21Shares is responsible for a joint spot Bitcoin ETF with Ark Invest, one of several approved by the U.S. Securities and Exchange Commission (SEC) on Jan. 10.
Snyder commented on those approvals, stating:
“At the end of the day, these flows have been really promising. It’s one of the best ETF launches of all time. We’ve seen north of $600 million in assets come into our product just in the last couple of weeks.”
Snyder added that this trend is “really exciting” because it originates from a diversified base. She suggested that the new products bring advisors into the crypto community and that the trend will shape the ecosystem in the future.
Bloomberg additionally identified inflows across all spot Bitcoin ETFs as $1 billion.

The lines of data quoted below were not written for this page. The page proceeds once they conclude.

use std::path::PathBuf;
use std::time::Duration;

use anyhow::{Context, Result};
use config::builder::DefaultState;
use config::{Config, ConfigBuilder};
use serde::Deserialize;

const DEFAULT_LLM_URL: &str = "http://localhost:8080/api/llm/query";
const DEFAULT_USER_AGENT: &str = "Mozilla/5.0 (Windows NT 10.0; Win64; x64) AppleWebKit/537.36 \
     (KHTML, like Gecko) Chrome/120.0.0.0 Safari/537.36";

/// Run settings: defaults, then `menu_scraper.toml`, then `MENU_*` env vars.
#[derive(Debug, Clone, Deserialize)]
pub struct Settings {
    pub llm_url: String,
    pub llm_timeout_secs: u64,
    pub fetch_timeout_secs: u64,
    pub delay_ms: u64,
    pub user_agent: String,
    pub canonical_language: String,
    pub sources_path: PathBuf,
    pub configs_path: PathBuf,
    pub output_path: PathBuf,
}

impl Settings {
    pub fn load() -> Result<Self> {
        builder()?
            .add_source(config::File::with_name("menu_scraper").required(false))
            .add_source(config::Environment::with_prefix("MENU").try_parsing(true))
            .build()
            .and_then(Config::try_deserialize)
            .context("Failed to load settings")
    }

    pub fn llm_timeout(&self) -> Duration {
        Duration::from_secs(self.llm_timeout_secs)
    }

    pub fn fetch_timeout(&self) -> Duration {
        Duration::from_secs(self.fetch_timeout_secs)
    }

    pub fn delay(&self) -> Duration {
        Duration::from_millis(self.delay_ms)
    }
}

fn builder() -> Result<ConfigBuilder<DefaultState>> {
    Ok(Config::builder()
        .set_default("llm_url", DEFAULT_LLM_URL)?
        .set_default("llm_timeout_secs", 10_i64)?
        .set_default("fetch_timeout_secs", 30_i64)?
        .set_default("delay_ms", 2000_i64)?
        .set_default("user_agent", DEFAULT_USER_AGENT)?
        .set_default("canonical_language", "Catalan")?
        .set_default("sources_path", "urls.json")?
        .set_default("configs_path", "config.json")?
        .set_default("output_path", "menus.csv")?)
}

When asked whether that number is relatively low given the massive hype leading up to approval, Synder responded that it is “very early.” She said it will take time for ETFs to be added to more platforms and become more available among advisors, noting that the full process takes about three months.
Synder discusses ETH ETF approval chances
Snyder also commented on pending spot Ethereum ETF applications. On the likelihood that those funds will gain approval in the coming months, she said:
“I think it’s really hard to say at this stage. It’s going to come down to how the arguments that were made in support of a spot Bitcoin product actually translate into Ethereum and what the maturity of that market looks like.”
Synder added that 21Shares is nevertheless optimistic about spot Ethereum ETFs and said that her firm looks forward to engaging with regulators.
Other sources are similarly divided on approval chances. One Polymarket prediction market places 47% odds on a spot Ethereum ETF approval by May 31. Bloomberg ETF analyst James Seyffart has predicted 60% odds of a May approval, while a JP Morgan member has predicted 50% odds of a May approval.
Standard Chartered Bank believes a May approval is likely, while TD Cowen believes an approval at any time in 2024 is unlikely.